§ Problem:
Go through the data below. List every line that holds the word "EventCategory".

Saved entries
══════
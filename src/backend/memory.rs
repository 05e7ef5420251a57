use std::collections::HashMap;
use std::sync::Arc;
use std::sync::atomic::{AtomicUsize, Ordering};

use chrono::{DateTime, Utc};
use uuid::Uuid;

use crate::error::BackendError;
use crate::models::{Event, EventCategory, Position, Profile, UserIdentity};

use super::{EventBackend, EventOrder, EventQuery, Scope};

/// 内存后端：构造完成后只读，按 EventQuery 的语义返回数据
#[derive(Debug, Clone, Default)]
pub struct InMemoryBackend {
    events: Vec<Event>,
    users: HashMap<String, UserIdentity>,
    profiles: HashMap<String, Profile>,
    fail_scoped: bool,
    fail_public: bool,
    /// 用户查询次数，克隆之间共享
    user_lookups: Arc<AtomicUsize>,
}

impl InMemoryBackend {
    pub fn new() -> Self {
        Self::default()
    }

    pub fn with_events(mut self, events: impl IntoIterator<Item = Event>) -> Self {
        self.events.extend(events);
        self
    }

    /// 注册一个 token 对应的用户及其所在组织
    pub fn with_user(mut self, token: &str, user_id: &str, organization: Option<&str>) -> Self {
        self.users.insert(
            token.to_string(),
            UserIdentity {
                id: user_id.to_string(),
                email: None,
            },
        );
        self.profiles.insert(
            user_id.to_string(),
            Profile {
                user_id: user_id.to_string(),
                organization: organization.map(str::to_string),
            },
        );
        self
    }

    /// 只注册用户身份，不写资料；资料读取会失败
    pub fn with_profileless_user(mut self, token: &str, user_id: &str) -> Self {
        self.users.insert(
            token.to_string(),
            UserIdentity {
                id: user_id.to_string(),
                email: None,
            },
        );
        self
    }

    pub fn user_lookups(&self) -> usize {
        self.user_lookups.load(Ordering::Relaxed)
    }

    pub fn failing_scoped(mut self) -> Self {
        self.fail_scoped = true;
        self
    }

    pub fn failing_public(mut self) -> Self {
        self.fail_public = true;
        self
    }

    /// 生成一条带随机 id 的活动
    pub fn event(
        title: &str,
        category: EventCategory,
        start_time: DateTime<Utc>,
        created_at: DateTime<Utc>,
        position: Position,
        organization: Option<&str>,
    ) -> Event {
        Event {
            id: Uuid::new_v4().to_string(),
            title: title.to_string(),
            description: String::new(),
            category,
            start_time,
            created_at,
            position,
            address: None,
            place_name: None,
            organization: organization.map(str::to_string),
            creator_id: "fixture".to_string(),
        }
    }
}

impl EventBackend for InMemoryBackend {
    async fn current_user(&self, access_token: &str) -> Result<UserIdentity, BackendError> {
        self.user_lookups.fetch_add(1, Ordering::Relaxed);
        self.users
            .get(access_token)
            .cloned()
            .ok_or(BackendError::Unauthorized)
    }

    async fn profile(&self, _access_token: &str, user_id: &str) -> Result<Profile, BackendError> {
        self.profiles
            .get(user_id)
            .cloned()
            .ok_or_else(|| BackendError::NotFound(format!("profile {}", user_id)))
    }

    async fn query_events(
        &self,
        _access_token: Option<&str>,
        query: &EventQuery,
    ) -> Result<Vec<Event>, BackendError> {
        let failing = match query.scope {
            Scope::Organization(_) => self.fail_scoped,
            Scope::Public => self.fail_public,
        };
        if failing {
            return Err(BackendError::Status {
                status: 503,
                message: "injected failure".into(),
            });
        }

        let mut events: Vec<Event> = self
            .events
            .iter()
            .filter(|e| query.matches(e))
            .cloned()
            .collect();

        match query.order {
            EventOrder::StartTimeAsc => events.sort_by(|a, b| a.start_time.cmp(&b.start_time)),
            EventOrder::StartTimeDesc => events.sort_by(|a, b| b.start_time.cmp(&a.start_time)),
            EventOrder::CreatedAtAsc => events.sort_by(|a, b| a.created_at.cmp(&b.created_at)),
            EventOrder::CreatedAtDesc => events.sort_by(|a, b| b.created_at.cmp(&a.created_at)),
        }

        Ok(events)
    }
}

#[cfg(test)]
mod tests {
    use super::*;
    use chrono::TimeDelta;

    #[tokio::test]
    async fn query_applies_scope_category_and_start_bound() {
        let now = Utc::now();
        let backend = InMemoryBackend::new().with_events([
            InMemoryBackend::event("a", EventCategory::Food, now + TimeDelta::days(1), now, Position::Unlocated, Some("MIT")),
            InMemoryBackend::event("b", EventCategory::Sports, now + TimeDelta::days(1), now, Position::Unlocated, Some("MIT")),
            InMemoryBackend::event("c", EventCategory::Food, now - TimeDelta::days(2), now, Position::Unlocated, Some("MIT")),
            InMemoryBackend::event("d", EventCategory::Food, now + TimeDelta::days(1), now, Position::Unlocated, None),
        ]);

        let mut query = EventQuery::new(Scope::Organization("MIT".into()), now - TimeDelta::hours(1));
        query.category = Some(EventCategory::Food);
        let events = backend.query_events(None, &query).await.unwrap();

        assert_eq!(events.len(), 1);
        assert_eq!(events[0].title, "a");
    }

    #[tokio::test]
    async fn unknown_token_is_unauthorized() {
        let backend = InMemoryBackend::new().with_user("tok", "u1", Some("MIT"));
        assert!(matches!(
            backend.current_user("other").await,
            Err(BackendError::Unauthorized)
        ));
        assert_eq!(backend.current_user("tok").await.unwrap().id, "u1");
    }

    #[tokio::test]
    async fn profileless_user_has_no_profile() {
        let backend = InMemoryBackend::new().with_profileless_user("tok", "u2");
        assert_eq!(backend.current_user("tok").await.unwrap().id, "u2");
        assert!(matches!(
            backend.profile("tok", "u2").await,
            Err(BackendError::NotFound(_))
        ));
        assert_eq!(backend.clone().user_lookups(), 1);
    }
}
══════
§ Output below:
use crate::models::{Event, EventCategory, Position, Profile, UserIdentity};
        category: EventCategory,
            InMemoryBackend::event("a", EventCategory::Food, now + TimeDelta::days(1), now, Position::Unlocated, Some("MIT")),
            InMemoryBackend::event("b", EventCategory::Sports, now + TimeDelta::days(1), now, Position::Unlocated, Some("MIT")),
            InMemoryBackend::event("c", EventCategory::Food, now - TimeDelta::days(2), now, Position::Unlocated, Some("MIT")),
            InMemoryBackend::event("d", EventCategory::Food, now + TimeDelta::days(1), now, Position::Unlocated, None),
        query.category = Some(EventCategory::Food);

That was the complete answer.